The JMS API definitions must be included in a J2EE product, but a product is not required to include an implementation of the JMS ConnectionFactory and Destination objects. These are the objects used by an application to access a JMS service provider. A future version of the J2EE platform will require that a J2EE product provide support for both JMS point-to-point and publish-subscribe messaging, and thus must make those facilities available using the ConnectionFactory and Destination APIs.
2.5.4.2 JavaMail
The JavaMailTM API provides a set of abstract classes and interfaces that comprise an electronic mail system. The abstract classes and interfaces support many different implementations of message stores, formats, and transports. Many simple applications will only need to interact with the messaging system through these base classes and interfaces.
The abstract classes in JavaMail can be subclassed to provide new protocols and add functionality when necessary. In addition, JavaMail includes concrete subclasses that implement widely used Internet mail protocols and conform to specifications RFC822 and RFC2045. They are ready to be used in application development. Developers can subclass JavaMail classes to provide the implementations of particular messaging systems, such as IMAP4, POP3, and SMTP.
The JavaBeans Activation Framework (JAF) integrates support for MIME data types into the Java platform. JavaBeans components can be specified for operating on MIME data, such as viewing or editing the data. The JAF also provides a mechanism to map filename extensions to MIME types.
The JAF is used by JavaMail to handle the data included in email messages; typical applications will not need to use the JAF directly, although applications making sophisticated use of email may need it.
Data formats define the types of data that can be exchanged between components. The J2EE platform requires support for the following data formats:
- HTML 3.2: The markup language used to define hypertext documents accessible over the Internet. HTML enables the embedding of images, sounds, video streams, form fields, references to other HTML documents and basic text formatting. HTML documents have a globally unique location and can link to one another.
- Image files: The J2EE platform supports two formats for image files: GIF (Graphics Interchange Format), a protocol for the online transmission and interchange of raster graphic data, and JPEG (Joint Photographic Experts Group), a standard for compressing gray-scale or color still images.
- JAR file: A platform-independent file format that permits many files to be aggregated into one file.
- Class file: The format of a compiled Java file as specified in the Java Virtual Machine specification. Each class file contains one Java language type--either a class or an interface--and consists of a stream of 8-bit bytes.
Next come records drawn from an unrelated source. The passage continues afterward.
//! Deterministic simulation module
//!
//! All gameplay logic lives here. This module must be pure and deterministic:
//! - Time only from the caller's `now_ms`
//! - Seeded RNG only
//! - Stable iteration order (by entity ID)
//! - No rendering, physics or platform dependencies

pub mod buff;
pub mod clock;
pub mod combat;
pub mod enemy;
pub mod events;
pub mod hud;
pub mod loot;
pub mod perk;
pub mod projectile;
pub mod spawner;
pub mod state;
pub mod stats;
pub mod tick;
pub mod timers;
pub mod weapon;

pub use buff::{ActiveBuffs, BuffKind};
pub use clock::{BurstState, StageClock};
pub use enemy::{EnemyCensus, EnemyKind, EnemyRecord};
pub use events::{Contact, GameEvent};
pub use hud::{BuffView, HudView};
pub use loot::{LootInstance, LootKind};
pub use perk::PerkId;
pub use spawner::{SpawnModifier, StageRampModifier};
pub use state::{GameState, MatchState, PlayerState};
pub use stats::{MatchSnapshot, MatchStats, StageSnapshot};
pub use tick::{TickInput, tick};
pub use weapon::WeaponKind;
//! Stage timer with a nested burst/recovery cycle
//!
//! A stage lasts for its phase's duration. Inside a stage the clock cycles
//! Idle -> Burst -> Recovery -> Idle, one transition per update at most, so no
//! sub-state is ever skipped even when a tick covers a large time gap.

use rand::Rng;
use serde::{Deserialize, Serialize};

use super::events::GameEvent;
use crate::tuning::ClockTuning;

/// Burst sub-cycle state
#[derive(Debug, Clone, Copy, PartialEq, Eq, Default, Serialize, Deserialize)]
pub enum BurstState {
    #[default]
    Idle,
    Burst,
    Recovery,
}

#[derive(Debug, Clone)]
pub struct StageClock {
    stage: u32,
    stage_start_ms: u64,
    stage_elapsed_sec: f32,
    burst_state: BurstState,
    next_burst_at_ms: u64,
    burst_end_ms: u64,
    recovery_end_ms: u64,
    tuning: ClockTuning,
}

/// Uniform draw in [min, max] seconds, returned in ms
fn uniform_ms<R: Rng + ?Sized>(rng: &mut R, min_sec: f32, max_sec: f32) -> u64 {
    let secs = if max_sec > min_sec {
        rng.random_range(min_sec..=max_sec)
    } else {
        min_sec
    };
    (secs * 1000.0).round() as u64
}

impl StageClock {
    /// Start at stage 1 with the first burst scheduled
    pub fn new<R: Rng + ?Sized>(tuning: ClockTuning, now_ms: u64, rng: &mut R) -> Self {
        let mut clock = Self {
            stage: 1,
            stage_start_ms: now_ms,
            stage_elapsed_sec: 0.0,
            burst_state: BurstState::Idle,
            next_burst_at_ms: now_ms,
            burst_end_ms: 0,
            recovery_end_ms: 0,
            tuning,
        };
        clock.schedule_next_burst(now_ms, rng);
        clock
    }

    pub fn stage(&self) -> u32 {
        self.stage
    }

    pub fn burst_state(&self) -> BurstState {
        self.burst_state
    }

    pub fn stage_elapsed_sec(&self) -> f32 {
        self.stage_elapsed_sec
    }

    pub fn next_burst_at_ms(&self) -> u64 {
        self.next_burst_at_ms
    }

    /// Seconds left in the current stage given its duration
    pub fn time_remaining_sec(&self, stage_duration_sec: f32) -> f32 {
        (stage_duration_sec - self.stage_elapsed_sec).max(0.0)
    }

    fn schedule_next_burst<R: Rng + ?Sized>(&mut self, now_ms: u64, rng: &mut R) {
        let t = &self.tuning;
        self.next_burst_at_ms = now_ms + uniform_ms(rng, t.burst_interval_min_sec, t.burst_interval_max_sec);
    }

    /// Advance the clock to `now_ms`, pushing stage and burst events
    pub fn update<R: Rng + ?Sized>(
        &mut self,
        now_ms: u64,
        stage_duration_sec: f32,
        rng: &mut R,
        events: &mut Vec<GameEvent>,
    ) {
        self.stage_elapsed_sec = now_ms.saturating_sub(self.stage_start_ms) as f32 / 1000.0;

        if self.stage_elapsed_sec >= stage_duration_sec {
            let ended = self.stage;
            events.push(GameEvent::StageEnded {
                stage: ended,
                survived: true,
            });
            if self.burst_state == BurstState::Burst {
                events.push(GameEvent::BurstEnded);
            }

            self.stage += 1;
            self.stage_start_ms = now_ms;
            self.stage_elapsed_sec = 0.0;
            self.burst_state = BurstState::Idle;
            self.schedule_next_burst(now_ms, rng);
            log::info!("Stage {} cleared, stage {} begins", ended, self.stage);
            events.push(GameEvent::StageStarted { stage: self.stage });
            return;
        }

        match self.burst_state {
            BurstState::Idle => {
                if now_ms >= self.next_burst_at_ms {
                    let t = &self.tuning;
                    let duration_ms = uniform_ms(rng, t.burst_duration_min_sec, t.burst_duration_max_sec);
                    self.burst_end_ms = now_ms + duration_ms;
                    self.burst_state = BurstState::Burst;
                    log::debug!("Burst started at {:.1}s for {}ms", self.stage_elapsed_sec, duration_ms);
                    events.push(GameEvent::BurstStarted {
                        stage_elapsed_sec: self.stage_elapsed_sec,
                        duration_sec: duration_ms as f32 / 1000.0,
                    });
                }
            }
            BurstState::Burst => {
                if now_ms >= self.burst_end_ms {
                    let t = &self.tuning;
                    self.recovery_end_ms = now_ms + uniform_ms(rng, t.recovery_min_sec, t.recovery_max_sec);
                    self.burst_state = BurstState::Recovery;
                    events.push(GameEvent::BurstEnded);
                }
            }
            BurstState::Recovery => {
                if now_ms >= self.recovery_end_ms {
                    self.burst_state = BurstState::Idle;
                    self.schedule_next_burst(now_ms, rng);
                }
            }
        }
    }

    /// Rebase the stage start after a stage-clear pause
    pub fn resume<R: Rng + ?Sized>(&mut self, now_ms: u64, rng: &mut R) {
        self.stage_start_ms = now_ms;
        self.stage_elapsed_sec = 0.0;
        self.burst_state = BurstState::Idle;
        self.schedule_next_burst(now_ms, rng);
    }
}
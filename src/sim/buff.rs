//! Timed player-wide buffs
//!
//! At most one instance per kind. Double refreshes to its base duration on
//! reacquire; Rapid and Freeze extend, capped at `max_total_ms` from now.
//! Side effects are not applied here: `start` and `update` report what changed
//! and the game dispatches the effects.

use std::collections::BTreeMap;

use serde::{Deserialize, Serialize};

use crate::tuning::BuffTuning;

#[derive(Debug, Clone, Copy, PartialEq, Eq, Hash, PartialOrd, Ord, Serialize, Deserialize)]
pub enum BuffKind {
    Rapid,
    Double,
    Freeze,
}

impl BuffKind {
    pub const ALL: [BuffKind; 3] = [BuffKind::Rapid, BuffKind::Double, BuffKind::Freeze];

    pub fn name(&self) -> &'static str {
        match self {
            BuffKind::Rapid => "rapid",
            BuffKind::Double => "double",
            BuffKind::Freeze => "freeze",
        }
    }
}

/// Outcome of acquiring a buff
#[derive(Debug, Clone, Copy, PartialEq, Eq)]
pub enum BuffChange {
    /// Newly active; side effects must be applied
    Started { kind: BuffKind, end_at_ms: u64 },
    /// Already active; end time moved
    Extended { kind: BuffKind, end_at_ms: u64 },
}

/// Read-only buff query used by the loot system
pub trait ActiveBuffs {
    fn is_active(&self, kind: BuffKind) -> bool;
}

#[derive(Debug, Clone)]
pub struct BuffSystem {
    tuning: BuffTuning,
    active: BTreeMap<BuffKind, u64>,
}

impl BuffSystem {
    pub fn new(tuning: BuffTuning) -> Self {
        Self {
            tuning,
            active: BTreeMap::new(),
        }
    }

    /// Acquire a buff at `now`
    pub fn start(&mut self, kind: BuffKind, now_ms: u64) -> BuffChange {
        let duration = self.tuning.duration(kind);
        match self.active.get(&kind).copied() {
            Some(end) => {
                let end_at_ms = match kind {
                    BuffKind::Double => now_ms + duration,
                    BuffKind::Rapid | BuffKind::Freeze => {
                        let cap = now_ms + self.tuning.max_total_ms;
                        (end.max(now_ms) + duration).min(cap)
                    }
                };
                self.active.insert(kind, end_at_ms);
                log::debug!("Buff {} extended to {}ms", kind.name(), end_at_ms);
                BuffChange::Extended { kind, end_at_ms }
            }
            None => {
                let end_at_ms = now_ms + duration.min(self.tuning.max_total_ms);
                self.active.insert(kind, end_at_ms);
                log::debug!("Buff {} started until {}ms", kind.name(), end_at_ms);
                BuffChange::Started { kind, end_at_ms }
            }
        }
    }

    /// Remove every buff whose end time has passed; returns the expired kinds
    pub fn update(&mut self, now_ms: u64) -> Vec<BuffKind> {
        let expired: Vec<BuffKind> = self
            .active
            .iter()
            .filter(|&(_, &end)| end <= now_ms)
            .map(|(&kind, _)| kind)
            .collect();
        for kind in &expired {
            self.active.remove(kind);
        }
        expired
    }

    pub fn end_at_ms(&self, kind: BuffKind) -> Option<u64> {
        self.active.get(&kind).copied()
    }

    pub fn remaining_ms(&self, kind: BuffKind, now_ms: u64) -> u64 {
        self.end_at_ms(kind).map_or(0, |end| end.saturating_sub(now_ms))
    }

    /// Active kinds with their end times, in kind order
    pub fn active(&self) -> impl Iterator<Item = (BuffKind, u64)> + '_ {
        self.active.iter().map(|(&kind, &end)| (kind, end))
    }

    /// Drop every buff without reporting expiry (match reset)
    pub fn clear(&mut self) {
        self.active.clear();
    }
}

impl ActiveBuffs for BuffSystem {
    fn is_active(&self, kind: BuffKind) -> bool {
        self.active.contains_key(&kind)
    }
}

#[cfg(test)]
mod tests {
    use super::*;
    use proptest::prelude::*;

    fn tuning() -> BuffTuning {
        BuffTuning {
            rapid_ms: 6000,
            double_ms: 8000,
            freeze_ms: 4000,
            max_total_ms: 15000,
        }
    }

    #[test]
    fn test_double_refreshes_without_stacking() {
        let mut buffs = BuffSystem::new(tuning());
        assert_eq!(
            buffs.start(BuffKind::Double, 0),
            BuffChange::Started {
                kind: BuffKind::Double,
                end_at_ms: 8000
            }
        );
        let change = buffs.start(BuffKind::Double, 3000);
        assert_eq!(
            change,
            BuffChange::Extended {
                kind: BuffKind::Double,
                end_at_ms: 11000
            }
        );
        assert_eq!(buffs.remaining_ms(BuffKind::Double, 3000), 8000);
    }

    #[test]
    fn test_rapid_extends_up_to_cap() {
        let mut buffs = BuffSystem::new(tuning());
        buffs.start(BuffKind::Rapid, 0);
        buffs.start(BuffKind::Rapid, 1000);
        assert_eq!(buffs.end_at_ms(BuffKind::Rapid), Some(12000));
        buffs.start(BuffKind::Rapid, 2000);
        // 18000 would exceed 2000 + 15000
        assert_eq!(buffs.end_at_ms(BuffKind::Rapid), Some(17000));
    }

    #[test]
    fn test_expiry_reports_each_kind_once() {
        let mut buffs = BuffSystem::new(tuning());
        buffs.start(BuffKind::Freeze, 0);
        buffs.start(BuffKind::Rapid, 0);
        assert!(buffs.update(3999).is_empty());
        assert_eq!(buffs.update(4000), vec![BuffKind::Freeze]);
        assert!(!buffs.is_active(BuffKind::Freeze));
        assert!(buffs.is_active(BuffKind::Rapid));
        assert!(buffs.update(4000).is_empty());
        assert_eq!(buffs.update(6000), vec![BuffKind::Rapid]);
    }

    proptest! {
        #[test]
        fn prop_reacquire_respects_cap(
            pickups in prop::collection::vec((0u64..5000, 0usize..3), 1..60),
        ) {
            let mut buffs = BuffSystem::new(tuning());
            let mut now = 0;
            for (dt, which) in pickups {
                now += dt;
                buffs.update(now);
                let kind = BuffKind::ALL[which];
                let was_active = buffs.is_active(kind);
                buffs.start(kind, now);
                let remaining = buffs.remaining_ms(kind, now);
                prop_assert!(remaining <= 15000);
                if kind == BuffKind::Double {
                    prop_assert_eq!(remaining, 8000);
                } else if !was_active {
                    prop_assert_eq!(remaining, tuning().duration(kind));
                }
            }
        }
    }
}
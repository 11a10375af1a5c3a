//! Tick-driven simulation step
//!
//! One `tick` call advances every system in a fixed order: match gate, stage
//! clock and burst reactions, buff expiry, due timers, reload completion,
//! contacts, weapon polling, loot cleanup. Event replay into stats happens
//! last.

use glam::Vec2;
use rand::SeedableRng;
use rand_pcg::Pcg32;

use super::buff::{ActiveBuffs, BuffChange, BuffKind};
use super::clock::{BurstState, StageClock};
use super::combat::{BulletOutcome, resolve_bullet_hit, resolve_player_contact};
use super::enemy::EnemyKind;
use super::events::{Contact, GameEvent};
use super::loot::{LootInstance, LootReward};
use super::perk::{AfterApply, PerkId};
use super::state::{GameState, MatchState, PlayerState};
use super::stats::{MatchStats, ResultAggregator};
use super::timers::ScheduledTask;
use super::weapon::{FireModifiers, WeaponKind, WeaponState};

/// Input commands for a single tick (deterministic)
#[derive(Debug, Clone, Default)]
pub struct TickInput {
    /// Aim direction in radians
    pub aim_angle: f32,
    /// Trigger held
    pub fire: bool,
    /// Overlaps reported by the physics layer since the last tick
    pub contacts: Vec<Contact>,
}

/// Advance the game to `now_ms`
pub fn tick(state: &mut GameState, input: &TickInput, now_ms: u64) {
    state.now_ms = now_ms;

    // Nothing runs before the match starts or after it ends
    if !state.match_state.started || state.match_state.game_over {
        return;
    }

    if state.match_state.is_running() {
        state.update_clock(now_ms);
    }

    // Expired buffs must be gone before delayed shots and spawns consult them
    state.update_buffs(now_ms);
    state.run_timers(now_ms);
    state.update_reload(now_ms);

    if state.match_state.is_running() {
        for contact in &input.contacts {
            state.apply_contact(*contact, now_ms);
            if !state.match_state.is_running() {
                break;
            }
        }
    }

    if state.match_state.is_running() {
        state.poll_weapon(input, now_ms);
    }

    state.expire_loot(now_ms);
    state.record_events(now_ms);
}
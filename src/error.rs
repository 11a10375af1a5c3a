//! Configuration errors
//!
//! Only broken static configuration is an error in this crate. Gameplay guard
//! rejections (cooldowns, caps, reloads) are silent no-ops.

/// Error raised when the injected tuning tables are missing or inconsistent.
#[derive(Debug, thiserror::Error)]
pub enum ConfigError {
    #[error("Failed to parse tuning: {0}")]
    Parse(#[from] serde_json::Error),

    #[error("Phase table is empty")]
    NoPhases,

    #[error("Phase table has no entry for phase 1")]
    MissingFirstPhase,

    #[error("Phase {0} is defined more than once")]
    DuplicatePhase(u32),

    #[error("Invalid range for {field}: min {min} > max {max}")]
    InvalidRange {
        field: &'static str,
        min: f64,
        max: f64,
    },

    #[error("Invalid value for {field}: {reason}")]
    InvalidValue {
        field: &'static str,
        reason: &'static str,
    },
}
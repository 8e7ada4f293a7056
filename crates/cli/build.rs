use std::process::Command;

fn main() {
    // Embed git commit hash for --version
    println!("cargo:rerun-if-changed=../../.git/HEAD");
    println!("cargo:rerun-if-changed=../../.git/refs/heads");

    let git_hash = Command::new("git")
        .args(["rev-parse", "--short=7", "HEAD"])
        .output()
        .ok()
        .filter(|output| output.status.success())
        .and_then(|output| String::from_utf8(output.stdout).ok())
        .map(|s| s.trim().to_string())
        .unwrap_or_else(|| "unknown".to_string());

    println!("cargo:rustc-env=GIT_COMMIT_HASH={}", git_hash);

    let target = std::env::var("TARGET").unwrap_or_else(|_| "unknown".to_string());
    println!("cargo:rustc-env=TARGET={}", target);
}
//! One validation session end to end: raw bags in, normalized records and a
//! report out. This is what the CLI drives.

use std::path::Path;

use log::info;
use serde::{Deserialize, Serialize};

use crate::bom::aggregate_bom_files;
use crate::config::ValidationConfig;
use crate::engine::ValidationEngine;
use crate::error::ShipcheckError;
use crate::fields::{bom_files_from_raw, BomFields, RawFieldBag, SourceFields};
use crate::model::{FileMetadata, NormalizedRecord, SourceData, SourceKind, ValidationInput, ValidationResult};
use crate::normalize::Normalizer;

// ---------------------------------------------------------------------------
// Bundle
// ---------------------------------------------------------------------------

/// Raw extraction output for one session.
#[derive(Debug, Clone, Default, PartialEq, Serialize, Deserialize)]
pub struct SessionBundle {
    #[serde(default)]
    pub traveler: Option<RawFieldBag>,
    #[serde(default)]
    pub image: Option<RawFieldBag>,
    /// One bag per BOM spreadsheet. A bag may also carry several files under `files`.
    #[serde(default)]
    pub boms: Vec<RawFieldBag>,
    /// Uploaded file counts. Derived from the bags when absent.
    #[serde(default, skip_serializing_if = "Option::is_none")]
    pub file_counts: Option<FileCounts>,
}

#[derive(Debug, Clone, Copy, Default, PartialEq, Eq, Serialize, Deserialize)]
pub struct FileCounts {
    #[serde(default)]
    pub traveler: usize,
    #[serde(default)]
    pub image: usize,
    #[serde(default)]
    pub bom: usize,
}

impl SessionBundle {
    pub fn from_json(input: &str) -> Result<Self, ShipcheckError> {
        serde_json::from_str(input).map_err(|e| ShipcheckError::BundleParse(e.to_string()))
    }

    pub fn from_file(path: &Path) -> Result<Self, ShipcheckError> {
        let input = std::fs::read_to_string(path)
            .map_err(|e| ShipcheckError::Io(format!("cannot read {}: {e}", path.display())))?;
        Self::from_json(&input)
    }

    /// Counts as uploaded: explicit counts win, otherwise one per present bag
    /// and one per BOM file.
    pub fn file_counts(&self) -> FileCounts {
        self.file_counts.unwrap_or_else(|| FileCounts {
            traveler: usize::from(self.traveler.is_some()),
            image: usize::from(self.image.is_some()),
            bom: self.boms.iter().map(bom_file_count).sum(),
        })
    }

    /// All BOM bags folded into one typed input, or `None` if there are none.
    /// Nested `files` are flattened first so every file is labelled once.
    pub fn bom_fields(&self) -> Option<BomFields> {
        let mut files: Vec<BomFields> = self.boms.iter().flat_map(bom_files_from_raw).collect();
        match files.len() {
            0 => None,
            1 => files.pop(),
            _ => Some(aggregate_bom_files(&files)),
        }
    }

    /// Normalize a single source. `None` when the bundle has no bag for it.
    pub fn normalize_source(&self, normalizer: &Normalizer, kind: SourceKind) -> Option<NormalizedRecord> {
        match kind {
            SourceKind::Traveler => self
                .traveler
                .as_ref()
                .map(|bag| normalizer.normalize_extracted_data(bag, kind)),
            SourceKind::Image => self
                .image
                .as_ref()
                .map(|bag| normalizer.normalize_extracted_data(bag, kind)),
            SourceKind::Bom => self
                .bom_fields()
                .map(|bom| normalizer.normalize(&SourceFields::Bom(bom))),
        }
    }
}

fn bom_file_count(bag: &RawFieldBag) -> usize {
    bom_files_from_raw(bag).len()
}

// ---------------------------------------------------------------------------
// Session
// ---------------------------------------------------------------------------

#[derive(Debug, Clone, PartialEq, Serialize)]
pub struct SessionOutput {
    pub traveler: Option<NormalizedRecord>,
    pub image: Option<NormalizedRecord>,
    pub bom: Option<NormalizedRecord>,
    pub file_metadata: FileMetadata,
    pub result: ValidationResult,
}

/// Normalize every source in the bundle and validate them together.
pub fn run_session(bundle: &SessionBundle, config: &ValidationConfig) -> SessionOutput {
    let normalizer = Normalizer::new();
    let counts = bundle.file_counts();
    info!(
        "[Session] {} traveler, {} image, {} BOM file(s)",
        counts.traveler, counts.image, counts.bom
    );

    let input = ValidationInput {
        traveler: bundle.normalize_source(&normalizer, SourceKind::Traveler),
        image: bundle.normalize_source(&normalizer, SourceKind::Image),
        bom: bundle.normalize_source(&normalizer, SourceKind::Bom),
    };
    let file_metadata = FileMetadata {
        traveler_count: counts.traveler,
        image_count: counts.image,
        bom_count: counts.bom,
        source_data: SourceData {
            traveler: bundle.traveler.clone(),
            image: bundle.image.clone(),
        },
    };

    let result = ValidationEngine::new(config.clone()).validate(&input, &file_metadata);
    SessionOutput {
        traveler: input.traveler,
        image: input.image,
        bom: input.bom,
        file_metadata,
        result,
    }
}

#[cfg(test)]
mod tests {
    use super::*;
    use crate::model::OverallStatus;

    const BUNDLE: &str = r#"{
        "traveler": {"job_number": "82334", "unit_serial": "1619", "board_serials": ["80751-0053"]},
        "image": {"unit_serial": "INF-1619", "board_serials": ["VGN-80751-0053"], "flight_status": "FLIGHT"},
        "boms": [
            {"file_name": "82334-top.xlsx", "job_number": "82334", "parts": [{"part_number": "PCA-1153-03", "revision": "F"}]},
            {"file_name": "82334-io.xlsx", "job_number": "82334", "parts": [{"part_number": "PCA-1052-05", "revision": "B"}]}
        ]
    }"#;

    #[test]
    fn derives_counts_from_bags() {
        let bundle = SessionBundle::from_json(BUNDLE).unwrap();
        assert_eq!(
            bundle.file_counts(),
            FileCounts {
                traveler: 1,
                image: 1,
                bom: 2
            }
        );
    }

    #[test]
    fn explicit_counts_win() {
        let mut bundle = SessionBundle::from_json(BUNDLE).unwrap();
        bundle.file_counts = Some(FileCounts {
            traveler: 1,
            image: 2,
            bom: 2,
        });
        let out = run_session(&bundle, &ValidationConfig::default());
        assert_eq!(out.result.overall_status, OverallStatus::Fail);
        assert_eq!(out.file_metadata.image_count, 2);
    }

    #[test]
    fn nested_files_count_individually() {
        let bundle = SessionBundle::from_json(
            r#"{"boms": [{"files": [{"job_number": "82334"}, {"job_number": "80751"}, {}]}]}"#,
        )
        .unwrap();
        assert_eq!(bundle.file_counts().bom, 3);
        assert_eq!(bundle.file_counts().traveler, 0);
    }

    #[test]
    fn session_aggregates_boms() {
        let bundle = SessionBundle::from_json(BUNDLE).unwrap();
        let out = run_session(&bundle, &ValidationConfig::default());
        let bom = out.bom.unwrap();
        assert_eq!(bom.part_numbers.len(), 2);
        assert_eq!(
            bom.job_sources["82334"],
            vec!["82334-io.xlsx".to_string(), "82334-top.xlsx".to_string()]
        );
        assert_eq!(out.traveler.unwrap().board_serials.len(), 1);
        // no parts on traveler/image -> check 2 warns
        assert_eq!(out.result.overall_status, OverallStatus::Warning);
        assert!(out.file_metadata.source_data.image.is_some());
    }

    #[test]
    fn nested_and_flat_bags_label_each_file_once() {
        let bundle = SessionBundle::from_json(
            r#"{"boms": [
                {"files": [{"file_name": "a.xlsx", "job_number": "82334"},
                           {"file_name": "b.xlsx", "job_number": "80751"}]},
                {"file_name": "c.xlsx", "job_number": "11111"}
            ]}"#,
        )
        .unwrap();
        assert_eq!(bundle.file_counts().bom, 3);
        let bom = bundle.normalize_source(&Normalizer::new(), SourceKind::Bom).unwrap();
        assert_eq!(bom.job_sources["82334"], vec!["a.xlsx".to_string()]);
        assert_eq!(bom.job_sources["80751"], vec!["b.xlsx".to_string()]);
        assert_eq!(bom.job_sources["11111"], vec!["c.xlsx".to_string()]);
    }

    #[test]
    fn unnamed_files_numbered_across_bags() {
        let bundle = SessionBundle::from_json(
            r#"{"boms": [
                {"files": [{"job_number": "11111"}, {"job_number": "22222"}]},
                {"job_number": "82334"}
            ]}"#,
        )
        .unwrap();
        let bom = bundle.normalize_source(&Normalizer::new(), SourceKind::Bom).unwrap();
        assert_eq!(bom.job_sources["11111"], vec!["BOM 1".to_string()]);
        assert_eq!(bom.job_sources["22222"], vec!["BOM 2".to_string()]);
        assert_eq!(bom.job_sources["82334"], vec!["BOM 3".to_string()]);
    }

    #[test]
    fn malformed_bundle_is_error() {
        let err = SessionBundle::from_json("[1, 2]").unwrap_err();
        assert!(matches!(err, ShipcheckError::BundleParse(_)));
        let err = SessionBundle::from_json(r#"{"boms": "x"}"#).unwrap_err();
        assert!(matches!(err, ShipcheckError::BundleParse(_)));
    }

    #[test]
    fn empty_bundle_still_reports() {
        let out = run_session(&SessionBundle::default(), &ValidationConfig::default());
        assert_eq!(out.result.checks.len(), 7);
        assert!(out.bom.is_none());
    }
}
- XML: A text-based markup language that allows you to define the markup needed to identify the data and text in XML documents. XML will be supported in a future version of the J2EE specification. As with HTML, you identify data using tags. But unlike HTML, XML tags describe the data, rather than the format for displaying it. In the same way that you define the field names for a data structure, you are free to use any XML tags that make sense for a given application. When multiple applications use the same XML data, they have to agree on the tag names they intend to use.